What went wrong? Oxygen is administered to about a third of emergency ambulance patients. About 15% of hospital patients receive oxygen therapy on any given day. The doctors are coming around to the view that oxygen should be given only if the patient is hypoxemic. Patients with carbon monoxide or cyanide poisoning and patients with some diving or altitude-related emergencies benefit from hyper-oxaemia, but the prevention of hypo-xaemia is the goal of oxygen therapy in all other conditions. Hypo as well as hyper-oxygenation are equally bad for health.
Tomato & Cancer
Several studies have shown a positive correlation between people with a diet high in tomatoes, which have high lycopene content, having a lower risk of some forms of cancers like prostate, cervical, skin, bladder, stomach and lung cancers.
Lycopenes in tomatoes have other benefits as well.

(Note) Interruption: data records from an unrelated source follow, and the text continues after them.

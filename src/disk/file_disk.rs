use std::{
    fs::{File, OpenOptions},
    io::{self, Read, Result, Seek, SeekFrom, Write},
    path::Path,
    sync::{Mutex, MutexGuard},
};

use log::debug;

use crate::disk::{
    block_device::{out_of_range, BlockDevice},
    types::{Block, BlockId, BLOCK_SIZE},
};

/// 以普通文件作为后端的虚拟磁盘
#[derive(Debug)]
pub struct FileDisk {
    file: Mutex<File>,
    block_count: u64,
}

impl FileDisk {
    /// 打开（必要时创建）镜像文件。
    /// 不足 `block_count` 块时补齐到该大小，已有的更大镜像保持原大小。
    pub fn open<P: AsRef<Path>>(path: P, block_count: u64) -> Result<Self> {
        let file = OpenOptions::new()
            .read(true)
            .write(true)
            .create(true)
            .truncate(false)
            .open(path.as_ref())?;

        let wanted = block_count * BLOCK_SIZE as u64;
        let len = file.metadata()?.len();
        if len < wanted {
            debug!(
                "extending image {} from {} to {} bytes",
                path.as_ref().display(),
                len,
                wanted
            );
            file.set_len(wanted)?;
        }

        let block_count = file.metadata()?.len() / BLOCK_SIZE as u64;
        Ok(Self {
            file: Mutex::new(file),
            block_count,
        })
    }

    fn lock(&self) -> Result<MutexGuard<'_, File>> {
        self.file
            .lock()
            .map_err(|_| io::Error::new(io::ErrorKind::Other, "disk handle lock poisoned"))
    }

    fn check(&self, block_id: BlockId) -> Result<()> {
        if block_id.index() >= self.block_count {
            return Err(out_of_range(block_id, self.block_count));
        }
        Ok(())
    }
}

impl BlockDevice for FileDisk {
    fn read_block(&self, block_id: BlockId, buf: &mut Block) -> Result<()> {
        self.check(block_id)?;
        let mut file = self.lock()?;
        file.seek(SeekFrom::Start(block_id.byte_offset()))?;
        file.read_exact(buf)?;
        Ok(())
    }

    fn write_block(&self, block_id: BlockId, buf: &Block) -> Result<()> {
        self.check(block_id)?;
        let mut file = self.lock()?;
        file.seek(SeekFrom::Start(block_id.byte_offset()))?;
        file.write_all(buf)?;
        Ok(())
    }

    fn block_count(&self) -> u64 {
        self.block_count
    }
}

#[cfg(test)]
mod tests {
    use super::*;

    fn scratch_path(tag: &str) -> std::path::PathBuf {
        std::env::temp_dir().join(format!("flatfs-{}-{}.img", tag, uuid::Uuid::new_v4()))
    }

    #[test]
    fn open_sizes_a_new_image() {
        let path = scratch_path("size");
        let disk = FileDisk::open(&path, 16).unwrap();
        assert_eq!(disk.block_count(), 16);
        assert_eq!(std::fs::metadata(&path).unwrap().len(), 16 * BLOCK_SIZE as u64);
        std::fs::remove_file(&path).unwrap();
    }

    #[test]
    fn written_block_reads_back() {
        let path = scratch_path("rw");
        let disk = FileDisk::open(&path, 8).unwrap();

        let mut block: Block = [0; BLOCK_SIZE];
        block[0] = 0xAB;
        block[BLOCK_SIZE - 1] = 0xCD;
        disk.write_block(BlockId::new(5), &block).unwrap();

        let mut back: Block = [0; BLOCK_SIZE];
        disk.read_block(BlockId::new(5), &mut back).unwrap();
        assert_eq!(back, block);
        std::fs::remove_file(&path).unwrap();
    }

    #[test]
    fn reading_past_the_end_fails() {
        let path = scratch_path("bound");
        let disk = FileDisk::open(&path, 4).unwrap();
        let mut buf: Block = [0; BLOCK_SIZE];
        let err = disk.read_block(BlockId::new(4), &mut buf).unwrap_err();
        assert_eq!(err.kind(), io::ErrorKind::InvalidInput);
        std::fs::remove_file(&path).unwrap();
    }

    #[test]
    fn reopening_keeps_a_larger_image() {
        let path = scratch_path("reopen");
        drop(FileDisk::open(&path, 32).unwrap());
        let disk = FileDisk::open(&path, 8).unwrap();
        assert_eq!(disk.block_count(), 32);
        std::fs::remove_file(&path).unwrap();
    }
}
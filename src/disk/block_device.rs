use std::io::Result;

use crate::disk::types::{Block, BlockId};

/// 块设备抽象：文件系统只通过整块读写访问镜像。
pub trait BlockDevice: Send + Sync {
    fn read_block(&self, block_id: BlockId, buf: &mut Block) -> Result<()>;
    fn write_block(&self, block_id: BlockId, buf: &Block) -> Result<()>;
    /// 设备上可寻址的块数
    fn block_count(&self) -> u64;
}

pub(crate) fn out_of_range(block_id: BlockId, block_count: u64) -> std::io::Error {
    std::io::Error::new(
        std::io::ErrorKind::InvalidInput,
        format!("block {} is beyond the end of the image ({} blocks)", block_id, block_count),
    )
}
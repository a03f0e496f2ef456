use chrono::Local;
use colored::*;
use log::{Level, LevelFilter, Log, Metadata, Record};

/// 控制日志级别的环境变量
pub const LOG_ENV: &str = "FLATFS_LOG";

struct ShellLogger;

static LOGGER: ShellLogger = ShellLogger;

impl Log for ShellLogger {
    fn enabled(&self, metadata: &Metadata) -> bool {
        metadata.level() <= log::max_level()
    }

    fn log(&self, record: &Record) {
        if !self.enabled(record.metadata()) {
            return;
        }
        let level = match record.level() {
            Level::Error => "ERROR".red().bold(),
            Level::Warn => "WARN ".yellow().bold(),
            Level::Info => "INFO ".green(),
            Level::Debug => "DEBUG".blue(),
            Level::Trace => "TRACE".bright_black(),
        };
        eprintln!(
            "{} {} {} {}",
            Local::now().format("%H:%M:%S%.3f").to_string().bright_black(),
            level,
            record.target().bright_black(),
            record.args()
        );
    }

    fn flush(&self) {}
}

/// 解析日志级别，缺省或无法识别时为 warn
pub fn parse_level(value: Option<&str>) -> LevelFilter {
    value
        .and_then(|v| v.trim().parse().ok())
        .unwrap_or(LevelFilter::Warn)
}

/// 安装 shell 的日志输出，重复调用无效果
pub fn init() {
    let level = parse_level(std::env::var(LOG_ENV).ok().as_deref());
    if log::set_logger(&LOGGER).is_ok() {
        log::set_max_level(level);
    }
}
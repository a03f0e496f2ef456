use crate::disk::{BlockId, BLOCK_SIZE};

pub const ROOT_BLOCK_ID: BlockId = BlockId::new(0);
// 第一个可分配的数据块
pub const FIRST_DATA_BLOCK_ID: BlockId = BlockId::new(1);

// 8.3 文件名
pub const MAX_FILENAME: usize = 8;
pub const MAX_EXTENSION: usize = 3;

// 名字字段多留一个字节给结尾的 nul
pub const NAME_FIELD_LEN: usize = MAX_FILENAME + 1;
pub const EXT_FIELD_LEN: usize = MAX_EXTENSION + 1;

// 块头部的条目计数（i32）
pub const COUNT_FIELD_LEN: usize = 4;
// 块号字段（i64）
pub const BLOCK_ID_FIELD_LEN: usize = 8;
// 文件大小字段（u64）
pub const SIZE_FIELD_LEN: usize = 8;

// 根目录项：名字 + 起始块号 = 17 字节
pub const ROOT_ENTRY_SIZE: usize = NAME_FIELD_LEN + BLOCK_ID_FIELD_LEN;
// 文件目录项：名字 + 扩展名 + 大小 + 起始块号 = 29 字节
pub const FILE_ENTRY_SIZE: usize = NAME_FIELD_LEN + EXT_FIELD_LEN + SIZE_FIELD_LEN + BLOCK_ID_FIELD_LEN;

// 根目录最多 29 个子目录
pub const MAX_DIRS_IN_ROOT: usize = (BLOCK_SIZE - COUNT_FIELD_LEN) / ROOT_ENTRY_SIZE;
// 每个目录最多 17 个文件
pub const MAX_FILES_IN_DIR: usize = (BLOCK_SIZE - COUNT_FIELD_LEN) / FILE_ENTRY_SIZE;

// 每个数据块除去 next 指针后可存放的数据量：504 字节
pub const MAX_DATA_IN_BLOCK: usize = BLOCK_SIZE - BLOCK_ID_FIELD_LEN;

// 链表结尾
pub const END_OF_CHAIN: i64 = -1;
// 空闲计数器尚未初始化
pub const FREE_LIST_UNINITIALIZED: i64 = 0;
// 空闲块已经用完
pub const FREE_LIST_EXHAUSTED: i64 = -1;

// 根目录块 + 至少一个数据块 + 空闲表块
pub const MIN_BLOCK_COUNT: u64 = 3;

/// 镜像的几何信息
#[derive(Debug, Clone, Copy, PartialEq, Eq)]
pub struct Geometry {
    pub block_count: u64,
}

impl Geometry {
    pub fn new(block_count: u64) -> Self {
        Self { block_count }
    }

    /// 空闲表占用镜像的最后一个块
    pub fn free_list_block(&self) -> BlockId {
        BlockId::new(self.block_count - 1)
    }

    /// 除根目录和空闲表以外可分配的块数
    pub fn data_blocks(&self) -> u64 {
        self.block_count.saturating_sub(2)
    }
}
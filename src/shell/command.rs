use colored::*;
use dialoguer::Confirm;
use indicatif::{ProgressBar, ProgressStyle};
use std::error::Error;

use crate::{
    disk::BLOCK_SIZE,
    fs::{
        attr::NodeKind,
        error::FileSystemError,
        FileSystem,
    },
};

#[derive(Debug)]
pub enum Command {
    Help,
    Ls(Option<String>),
    Pwd,
    Mkdir(String),
    Rmdir(String),
    Create(String),
    Rm(String),
    Cd(String),
    Read {
        path: String,
        offset: u64,
        len: Option<u64>,
    },
    Write(String, String),
    Append(String, String),
    Stat(String),
    Df,
    Format,
    Exit,
}

/// 把 shell 参数换成绝对路径，只有两层所以 `..` 总是回到根目录
pub fn absolute_path(current_dir: &str, arg: &str) -> String {
    if arg.starts_with('/') {
        arg.to_string()
    } else if arg == ".." {
        "/".to_string()
    } else if arg == "." {
        current_dir.to_string()
    } else if current_dir == "/" {
        format!("/{}", arg)
    } else {
        format!("{}/{}", current_dir, arg)
    }
}

fn join(dir: &str, name: &str) -> String {
    if dir == "/" {
        format!("/{}", name)
    } else {
        format!("{}/{}", dir, name)
    }
}

pub fn execute_command(
    cmd: &Command,
    fs: &FileSystem,
    current_dir: &mut String,
) -> Result<(), Box<dyn Error>> {
    match cmd {
        Command::Help => print_help(),
        Command::Ls(arg) => {
            let dir = arg
                .as_deref()
                .map(|a| absolute_path(current_dir, a))
                .unwrap_or_else(|| current_dir.clone());
            let entries = fs.read_dir(&dir)?;
            println!("📂  .");
            println!("📁  ..");
            for name in entries {
                let attr = fs.getattr(&join(&dir, &name))?;
                match attr.kind {
                    NodeKind::File => println!(
                        "📄  {:<12} {}",
                        name,
                        format!("{} B", attr.size).bright_black()
                    ),
                    _ => println!("📁  {}", name.blue()),
                }
            }
        }
        Command::Pwd => println!("📍 {}", current_dir.cyan()),
        Command::Mkdir(name) => {
            let path = absolute_path(current_dir, name);
            fs.mkdir(&path)?;
            println!("✅ Created directory: {}", path.green());
        }
        Command::Rmdir(name) => {
            let path = absolute_path(current_dir, name);
            fs.rmdir(&path)?;
            println!(
                "{} {}",
                "⚠️  Directories are never removed, nothing changed:".yellow(),
                path
            );
        }
        Command::Create(name) => {
            let path = absolute_path(current_dir, name);
            fs.mknod(&path)?;
            println!("📝 Created file: {}", path.green());
        }
        Command::Rm(name) => {
            let path = absolute_path(current_dir, name);
            fs.unlink(&path)?;
            println!(
                "{} {}",
                "⚠️  Files are never removed, nothing changed:".yellow(),
                path
            );
        }
        Command::Cd(arg) => {
            let path = absolute_path(current_dir, arg);
            if path != "/" {
                let attr = fs.getattr(&path)?;
                if attr.kind == NodeKind::File {
                    return Err(FileSystemError::NotADirectory(path).into());
                }
            }
            // 去掉结尾的 '/'，保持 `/dir` 的形式
            let trimmed = path.trim_end_matches('/');
            *current_dir = if trimmed.is_empty() {
                "/".to_string()
            } else {
                trimmed.to_string()
            };
            println!("📂 Moved to {}", current_dir.blue());
        }
        Command::Read { path, offset, len } => {
            let path = absolute_path(current_dir, path);
            let len = match len {
                Some(len) => *len,
                None => fs.getattr(&path)?.size,
            };
            let data = fs.read(&path, len, *offset)?;
            println!("📖 Reading file: {}", path.cyan());
            println!("{}", String::from_utf8_lossy(&data));
        }
        Command::Write(file, content) => {
            let path = absolute_path(current_dir, file);
            let size = fs.write(&path, content.as_bytes(), 0)?;
            println!("✏️  Writing to {}", path.cyan());
            println!("{} {} bytes", "✅ Size:".green(), size);
        }
        Command::Append(file, content) => {
            let path = absolute_path(current_dir, file);
            let offset = fs.getattr(&path)?.size;
            let size = fs.write(&path, content.as_bytes(), offset)?;
            println!("✏️  Appending to {}", path.cyan());
            println!("{} {} bytes", "✅ Size:".green(), size);
        }
        Command::Stat(file) => {
            let path = absolute_path(current_dir, file);
            let attr = fs.getattr(&path)?;
            let (kind, blocks) = match attr.kind {
                NodeKind::Root => ("Root", 1),
                NodeKind::Directory => ("Directory", 1),
                NodeKind::File => ("File", fs.file_blocks(&path)?.len()),
            };
            println!(
                "{}\n{}: {}\n{}: {}\n{}: {} bytes\n{}: {}\n{}: {}\n{}: {}\n",
                "📊 File Info".bright_yellow().bold(),
                "Name".blue(),
                path,
                "Type".blue(),
                kind,
                "Size".blue(),
                attr.size,
                "Blocks".blue(),
                blocks,
                "Mode".blue(),
                attr.mode.symbolic(),
                "Links".blue(),
                attr.nlink
            );
        }
        Command::Df => {
            let usage = fs.usage()?;
            let used = usage.total_blocks - usage.free_blocks;
            println!(
                "{}\n{}: {} ({} KiB)\n{}: {}\n{}: {} ({} KiB)\n{}: {}\n",
                "💽 Disk Usage".bright_yellow().bold(),
                "Blocks".blue(),
                usage.total_blocks,
                usage.total_blocks * BLOCK_SIZE as u64 / 1024,
                "Used".blue(),
                used,
                "Free".blue(),
                usage.free_blocks,
                usage.free_blocks * BLOCK_SIZE as u64 / 1024,
                "Directories".blue(),
                usage.directories
            );
        }
        Command::Format => {
            let confirmed = Confirm::new()
                .with_prompt("Erase every file and directory on this disk?")
                .default(false)
                .interact()?;
            if !confirmed {
                println!("{}", "Format cancelled.".bright_black());
                return Ok(());
            }

            println!("💾 Formatting virtual disk...");
            let pb = ProgressBar::new(fs.geometry().block_count);
            pb.set_style(
                ProgressStyle::with_template("[{bar:40.green/black}] {pos:>5}/{len} {msg}")?
                    .progress_chars("#>-"),
            );
            fs.reformat(|done, _| pb.set_position(done))?;
            pb.finish_with_message("✅ Disk formatted successfully!");
            *current_dir = "/".to_string();
        }
        Command::Exit => println!("{}", "👋 Exiting FlatFS shell...".yellow().bold()),
    }

    Ok(())
}

fn print_help() {
    println!("{}", "📘 FlatFS Commands".bright_cyan().bold());
    println!(
        "{}",
        "
  ls [dir]                 List a directory (default: current)
  pwd                      Print current path
  cd <dir>                 Change directory
  mkdir <dir>              Create directory (root level only)
  rmdir <dir>              Remove directory (accepted, no effect)
  create|touch <file>      Create file (inside a directory, 8.3 names)
  rm <file>                Remove file (accepted, no effect)
  read|cat <file> [off] [len]
                           Read file content
  write <file> <str>       Write string at offset 0
  append <file> <str>      Append string at the end
  stat <path>              Show file info
  df                       Show disk usage
  format                   Format virtual disk
  help                     Show this help message
  exit                     Quit the shell
"
        .bright_black()
    );
}

#[cfg(test)]
mod tests {
    use super::*;
    use crate::disk::MemoryDisk;

    fn run(fs: &FileSystem, cwd: &mut String, line: &str) -> Result<(), Box<dyn Error>> {
        let cmd = crate::shell::parse::parse_command(line).expect("command should parse");
        execute_command(&cmd, fs, cwd)
    }

    #[test]
    fn relative_paths() {
        assert_eq!(absolute_path("/", "docs"), "/docs");
        assert_eq!(absolute_path("/docs", "a.txt"), "/docs/a.txt");
        assert_eq!(absolute_path("/docs", ".."), "/");
        assert_eq!(absolute_path("/docs", "/other"), "/other");
    }

    #[test]
    fn session_creates_and_fills_a_file() {
        let fs = FileSystem::mount(MemoryDisk::new(64)).unwrap();
        let mut cwd = String::from("/");

        run(&fs, &mut cwd, "mkdir docs").unwrap();
        run(&fs, &mut cwd, "cd docs").unwrap();
        assert_eq!(cwd, "/docs");

        run(&fs, &mut cwd, "touch note.txt").unwrap();
        run(&fs, &mut cwd, "write note.txt hello").unwrap();
        run(&fs, &mut cwd, "append note.txt world").unwrap();
        assert_eq!(fs.read("/docs/note.txt", 64, 0).unwrap(), b"helloworld");

        run(&fs, &mut cwd, "ls").unwrap();
        run(&fs, &mut cwd, "stat note.txt").unwrap();
        run(&fs, &mut cwd, "cd ..").unwrap();
        assert_eq!(cwd, "/");
    }

    #[test]
    fn cd_into_a_file_fails() {
        let fs = FileSystem::mount(MemoryDisk::new(64)).unwrap();
        let mut cwd = String::from("/");
        run(&fs, &mut cwd, "mkdir docs").unwrap();
        run(&fs, &mut cwd, "touch /docs/a").unwrap();
        assert!(run(&fs, &mut cwd, "cd /docs/a").is_err());
        assert!(run(&fs, &mut cwd, "cd missing").is_err());
        assert_eq!(cwd, "/");
    }
}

Researchers have found that the risk of heart disease can be lowered by such a diet. The risk of macular degeneration, which can cause blindness, has been shown to be lowered by eating tomatoes. Lipid oxidation, the damage occurring to normal fat cells which can then cause inflammation and disease, has also been shown to be reduced with a diet that includes a variety of tomato-based dishes.
Lycopene is an impressive antioxidant which helps block the free radicals that can cause disease. Studies have also shown that lycopene helps protect DNA, cellular fats and enzymes while also lowering the levels of bad cholesterol and LDL as well as boosting the immune system.